Tuesday, March 21, 2006

The poison plant and me.

I went home last weekend, and mom and I embarked on the major project of making the fence Bailey-proof. Bailey likes to get out underneath it and rile up the neighborhood dogs, so we got plastic fencing and other stuff to seal off the space between the fence and ground. We did two sections, digging a trench in which to bury the bottom of the fencing and staking it and then filling it in and nailing it to the wooden fence itself, but then we got distracted by the project of ripping this fence-eating vine/bush thing out of a different section.
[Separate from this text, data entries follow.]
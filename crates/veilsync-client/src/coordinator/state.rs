//! Coordinator state machine.
//!
//! Everything here is synchronous and clock-agnostic; the caller passes
//! `now` in and performs whatever the returned [`Plan`] asks for.

use std::time::Duration;

use tokio::time::Instant;
use veilsync_domain::{PendingRequest, RequesterIdentity, TrackedEntities};

/// Externally visible coordinator state.
#[derive(Debug, Clone, Copy, PartialEq, Eq)]
pub enum SyncState {
    /// No request in flight.
    Idle,
    /// A request is in flight and another one waits behind it.
    RequestQueued,
    /// A request is in flight, nothing waits behind it.
    RequestInFlight,
}

/// What to do with a freshly built request.
#[derive(Debug, PartialEq, Eq)]
pub(crate) enum Plan {
    /// Identical to the last sent request, which is still fresh.
    Throttled,
    /// Stored as the next pending request behind the in-flight one.
    Queued,
    /// Send it now; the state is already marked in flight.
    Dispatch(PendingRequest),
}

#[derive(Debug)]
pub(crate) struct LastSent {
    pub(crate) request: PendingRequest,
    pub(crate) at: Instant,
}

/// Mutable coordinator state, guarded by the coordinator's mutex.
#[derive(Debug, Default)]
pub(crate) struct CoordinatorState {
    pub(crate) identity: Option<RequesterIdentity>,
    /// Cumulative; entities are never removed while the user stays the same.
    pub(crate) tracked: TrackedEntities,
    pub(crate) last_sent: Option<LastSent>,
    pub(crate) in_flight: bool,
    pub(crate) next_pending: Option<PendingRequest>,
}

impl CoordinatorState {
    pub(crate) fn sync_state(&self) -> SyncState {
        match (self.in_flight, self.next_pending.is_some()) {
            (false, _) => SyncState::Idle,
            (true, true) => SyncState::RequestQueued,
            (true, false) => SyncState::RequestInFlight,
        }
    }

    /// Replaces the identity. Returns true if the user changed, in which
    /// case tracked entities and any queued request are dropped.
    pub(crate) fn set_identity(&mut self, identity: RequesterIdentity) -> bool {
        let user_changed = self
            .identity
            .as_ref()
            .map_or(true, |current| current.user_id != identity.user_id);
        if user_changed {
            self.tracked = TrackedEntities::new();
            self.next_pending = None;
        }
        self.identity = Some(identity);
        user_changed
    }

    /// Decides what to do with `request`.
    pub(crate) fn plan(
        &mut self,
        request: PendingRequest,
        now: Instant,
        refresh_interval: Duration,
    ) -> Plan {
        if let Some(last) = &self.last_sent {
            if last.request == request && now.saturating_duration_since(last.at) < refresh_interval
            {
                return Plan::Throttled;
            }
        }

        if self.in_flight {
            self.next_pending = Some(request);
            return Plan::Queued;
        }

        self.in_flight = true;
        Plan::Dispatch(request)
    }

    /// Records the end of a flight dispatched at `sent_at` and returns the
    /// request to chain, if any.
    ///
    /// Only successful flights count as sent; the throttle window starts at
    /// dispatch. A queued request that equals the one that just flew is
    /// dropped.
    pub(crate) fn complete(
        &mut self,
        sent: PendingRequest,
        succeeded: bool,
        sent_at: Instant,
    ) -> Option<PendingRequest> {
        let next = self.next_pending.take().filter(|next| *next != sent);

        if succeeded {
            self.last_sent = Some(LastSent {
                request: sent,
                at: sent_at,
            });
        }

        if next.is_none() {
            self.in_flight = false;
        }
        next
    }
}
We used a saw, the back of a hammer, and our wits to detangle it; when we got the first 6-foot section done, I said do you want to keep going? and mom said no, it looks like the rest will take a while, and then we worked until it was done. The thing had grown back and forth between the boards, some branches actually pushing the planks away from the frame with their growing. There were rotten bits of vine left from the last great detangling, which I pushed out with the hammer. We would saw it up close to the fence where it went through, then pull from the other side until it popped out.

It was satisfying, like working the knots out of a ball of yarn or finally getting something out from between your teeth.

Then mom came down with a wicked case of poison something, whatever that vine was. Sumac? Oak? It can't be poison ivy, because it wasn't ivy*. She gets poison something at least five or six times a year - eventually I'm sure we'll have to rush her to the hospital, but until that point she'll keep buying Zanfel by the gallon.

I myself had a few little red bumps on my wrist and arm, but nothing like mom's outbreak, which I have thought of the words to describe, but will not, because you do not want to hear it. Yar. But then at 5:30 this morning, I woke up to the fiery itching of this poison something, with the patches from before swollen and throbbing. I staggered into the bathroom to slather hydrocortisone on it, resisting the urge to apply it with sandpaper or maybe a fork (... just thinking about that makes my knees go a little weak). I laid in bed for an hour thinking about sandpaper, then the alarm went off ten minutes later.

When I came across the Benadryl Extra Strength Cream this morning, I realized that this case of poison something is not, in fact, a random incident or a metaphor for my grandmother's death; it is actually the universe's way of presenting me with the opportunity to use up the Benadryl before it expires in 04/06, just like it let me try out the new skin and that time I'd been complaining about how damned expensive health insurance was and how I'd never get the value out of it that I was putting in and then had the lupus scare.


*I learned what poison ivy looked like when I was a 10-year-old girl scout and this shit is NOT POISON IVY.